(WORK INSTRUCTIONS): Transcribe the following records in full, exactly as shown.

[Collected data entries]
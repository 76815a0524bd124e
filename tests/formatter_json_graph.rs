mod common;

use codemap::formatters::{DotFormatter, GraphJsonFormatter};
use common::{analyze_graph, project};
use serde_json::Value;

fn sample() -> tempfile::TempDir {
    project(&[
        ("a.py", "from b import Widget\n\ndef main(argv):\n    return Widget()\n"),
        ("b.py", "class Widget:\n    def draw(self, canvas):\n        pass\n"),
    ])
}

#[test]
fn graph_json_formatter_outputs_valid_json() {
    let dir = sample();
    let (_, graph) = analyze_graph(dir.path(), false);

    let out = dir.path().join("graph.json");
    GraphJsonFormatter::new()
        .format_to_file(&graph, &out)
        .unwrap();

    let data = std::fs::read_to_string(&out).unwrap();
    assert!(data.starts_with("{\n  \""), "graph JSON is indented");
    let v: Value = serde_json::from_str(&data).unwrap();

    assert_eq!(v["meta"]["files"], 2);
    assert_eq!(v["meta"]["import_edges"], 2);
    assert_eq!(v["meta"]["contains_edges"], 3);
    assert_eq!(v["nodes"].as_array().unwrap().len(), 5);

    let symbol_edge = v["edges"]
        .as_array()
        .unwrap()
        .iter()
        .find(|e| e["symbol"] == "Widget")
        .unwrap();
    assert_eq!(symbol_edge["source"], "a.py");
    assert_eq!(symbol_edge["target"], "b.py");
    assert_eq!(symbol_edge["type"], "imports");

    let main = v["nodes"]
        .as_array()
        .unwrap()
        .iter()
        .find(|n| n["id"] == "a.py::main")
        .unwrap();
    assert_eq!(main["type"], "function");
    assert_eq!(main["line"], 3);
    assert_eq!(main["args"][0], "argv");
}

#[test]
fn dot_formatter_lists_every_node() {
    let dir = sample();
    let (_, graph) = analyze_graph(dir.path(), false);

    let dot = DotFormatter::new().format(&graph);
    assert!(dot.starts_with("digraph"));
    for label in ["a.py", "b.py", "Widget", "draw", "main"] {
        assert!(dot.contains(label), "missing {label} in {dot}");
    }
    assert!(dot.contains("imports Widget"));
}
pub mod analyzer;
pub mod config;
pub mod graph;
pub mod model;
pub mod resolver;
pub mod scanner;

pub use analyzer::ProjectAnalyzer;
pub use config::AnalyzerConfig;
pub use graph::{
    DependencyGraph, DependencyGraphBuilder, Edge, EdgeType, GraphStats, Node, NodeType,
};
pub use model::{ClassInfo, DependencyMap, FileDependencies, FunctionInfo, MethodInfo, RawImports};
pub use resolver::{ImportResolver, ModuleOrigin};
pub use scanner::{FileScanner, ScannedFile};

(YOUR RESPONSE):
repository 76815a0524bd124e
filename tests/formatter_json_graph.rs
mod common;

use codemap::formatters::{DotFormatter, GraphJsonFormatter};
use common::{analyze_graph, project};
use serde_json::Value;

fn sample() -> tempfile::TempDir {
    project(&[
        ("a.py", "from b import Widget\n\ndef main(argv):\n    return Widget()\n"),
        ("b.py", "class Widget:\n    def draw(self, canvas):\n        pass\n"),
    ])
}

#[test]
fn graph_json_formatter_outputs_valid_json() {
    let dir = sample();
    let (_, graph) = analyze_graph(dir.path(), false);

    let out = dir.path().join("graph.json");
    GraphJsonFormatter::new()
        .format_to_file(&graph, &out)
        .unwrap();

    let data = std::fs::read_to_string(&out).unwrap();
    assert!(data.starts_with("{\n  \""), "graph JSON is indented");
    let v: Value = serde_json::from_str(&data).unwrap();

    assert_eq!(v["meta"]["files"], 2);
    assert_eq!(v["meta"]["import_edges"], 2);
    assert_eq!(v["meta"]["contains_edges"], 3);
    assert_eq!(v["nodes"].as_array().unwrap().len(), 5);

    let symbol_edge = v["edges"]
        .as_array()
        .unwrap()
        .iter()
        .find(|e| e["symbol"] == "Widget")
        .unwrap();
    assert_eq!(symbol_edge["source"], "a.py");
    assert_eq!(symbol_edge["target"], "b.py");
    assert_eq!(symbol_edge["type"], "imports");

    let main = v["nodes"]
        .as_array()
        .unwrap()
        .iter()
        .find(|n| n["id"] == "a.py::main")
        .unwrap();
    assert_eq!(main["type"], "function");
    assert_eq!(main["line"], 3);
    assert_eq!(main["args"][0], "argv");
}

#[test]
fn dot_formatter_lists_every_node() {
    let dir = sample();
    let (_, graph) = analyze_graph(dir.path(), false);

    let dot = DotFormatter::new().format(&graph);
    assert!(dot.starts_with("digraph"));
    for label in ["a.py", "b.py", "Widget", "draw", "main"] {
        assert!(dot.contains(label), "missing {label} in {dot}");
    }
    assert!(dot.contains("imports Widget"));
}
pub mod analyzer;
pub mod config;
pub mod graph;
pub mod model;
pub mod resolver;
pub mod scanner;

pub use analyzer::ProjectAnalyzer;
pub use config::AnalyzerConfig;
pub use graph::{
    DependencyGraph, DependencyGraphBuilder, Edge, EdgeType, GraphStats, Node, NodeType,
};
pub use model::{ClassInfo, DependencyMap, FileDependencies, FunctionInfo, MethodInfo, RawImports};
pub use resolver::{ImportResolver, ModuleOrigin};
pub use scanner::{FileScanner, ScannedFile};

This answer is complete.